During the negotiations that established the NHS in 1948, Lord Moran, one of the most influential doctors of the day, declared that GPs were merely the doctors who ‘fell off the ladder’, lacking the ‘outstanding merit’ to become hospital specialists. It could be argued that the history of general practice and the development of primary care since that time has been a battle to show the old guy just how wrong he was.
Aneurin Bevan and the other labour politicians who created the structure of the NHS focussed on getting the dominant hospital consultants into line. Famously ‘stuffing their mouths with gold’, they failed to include general practitioners as paid employees of the NHS. Ever since then, GPs as ‘independent contractors’ have been largely at the mercy of political and economic forces outside their control…
And that’s how it feels to be a general practitioner. Buffeted and carried along by currents that are hard to influence, changes are imposed on the profession more or less at the whim of a political class with scant knowledge of medical or community-based reality. Most recently Andrew Lansley’s Health and Social Care Bill is, without their consent, proposing to give GPs responsibility for managing the entire NHS budget at a time of enormous financial constraints and rising demands—thank you very much.
Of course the pressures on general practitioners are not only as a result of disastrous management and ideologically driven political interference—people come for help with their medical and social problems. And this is when the fun begins. Open your doors and see what happens. Soon your surgery will be full of all sorts of people seeking help.

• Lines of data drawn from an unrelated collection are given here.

pub mod auth;

use askama::Template;
use axum::{
    response::{Html, IntoResponse, Response},
    http::StatusCode,
};

use crate::domain::{check_deletion, Account, Role};

/// Signed-in console user shown in the page chrome.
#[derive(Debug, Clone)]
pub struct UserInfo {
    pub id: String,
    pub username: String,
    pub email: String,
    pub role_label: String,
    pub is_superuser: bool,
}

impl From<&Account> for UserInfo {
    fn from(account: &Account) -> Self {
        Self {
            id: account.id.to_string(),
            username: account.username.clone(),
            email: account.email.clone(),
            role_label: account.role.label().to_string(),
            is_superuser: account.is_superuser(),
        }
    }
}

/// One account as listed in console tables.
#[derive(Debug, Clone)]
pub struct AccountRow {
    pub id: String,
    pub username: String,
    pub email: String,
    pub role_label: String,
    pub is_staff: bool,
    pub joined_at: String,
    pub last_login: String,
    pub can_delete: bool,
}

impl AccountRow {
    pub fn new(account: &Account, viewer: Role) -> Self {
        Self {
            id: account.id.to_string(),
            username: account.username.clone(),
            email: account.email.clone(),
            role_label: account.role.label().to_string(),
            is_staff: account.is_staff(),
            joined_at: account.created_at.format("%b %d, %Y").to_string(),
            last_login: account.last_login_at
                .map(|d| d.format("%b %d, %Y %H:%M").to_string())
                .unwrap_or_else(|| "Never".to_string()),
            can_delete: check_deletion(viewer, account.role).is_ok(),
        }
    }
}

// Make askama templates work with axum
pub struct HtmlTemplate<T>(pub T);

impl<T> IntoResponse for HtmlTemplate<T>
where
    T: Template,
{
    fn into_response(self) -> Response {
        match self.0.render() {
            Ok(html) => Html(html).into_response(),
            Err(err) => {
                tracing::error!("Failed to render template: {}", err);
                (
                    StatusCode::INTERNAL_SERVER_ERROR,
                    "Failed to render page",
                ).into_response()
            }
        }
    }
}

#[derive(Template)]
#[template(path = "console/message.html")]
pub struct MessageTemplate {
    pub current_user: Option<UserInfo>,
    pub title: String,
    pub message: String,
    pub back_link: String,
}

/// Plain status page (404, CSRF failure, unexpected errors).
pub fn message_page(
    status: StatusCode,
    current_user: Option<UserInfo>,
    title: &str,
    message: &str,
    back_link: &str,
) -> Response {
    (
        status,
        HtmlTemplate(MessageTemplate {
            current_user,
            title: title.to_string(),
            message: message.to_string(),
            back_link: back_link.to_string(),
        }),
    ).into_response()
}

Over time each general practitioner gravitates to a community in which they feel comfortable and attracts a clientele that suits their personality and professional style. For the thirty years of my ‘career’ as a GP I worked in inner city areas and loved to work with people who had (and probably still have) long-standing conditions. In my last practice I saw one young man every Monday for twelve years. We may have been addicted to each other. Other general practitioners seem to collect around them people with other needs or perhaps with more technical medical problems.
The main change during the time in which I was a general practitioner is the growth of the ‘primary care team’. Entering my first practice in 1980 I found myself working with one other GP and a woman who cleaned and made occasional cups of tea. When I retired from practice in 2010 the team included amongst others a physiotherapist, a herbalist, a massage worker, a pharmacist, several psychotherapists and counsellors and a wonderful team of specialised nurses all backed up by a highly skilled management and administration team.
Although there is often an emphasis placed on the technical advances that have been made in medicine, in my experience this has been less impressive than wonderful growth in ways that the entire team can work together to help people going through periods of distress in their lives. Together a well-functioning team can fend off interfering management and service the needs and wants of the people in their community.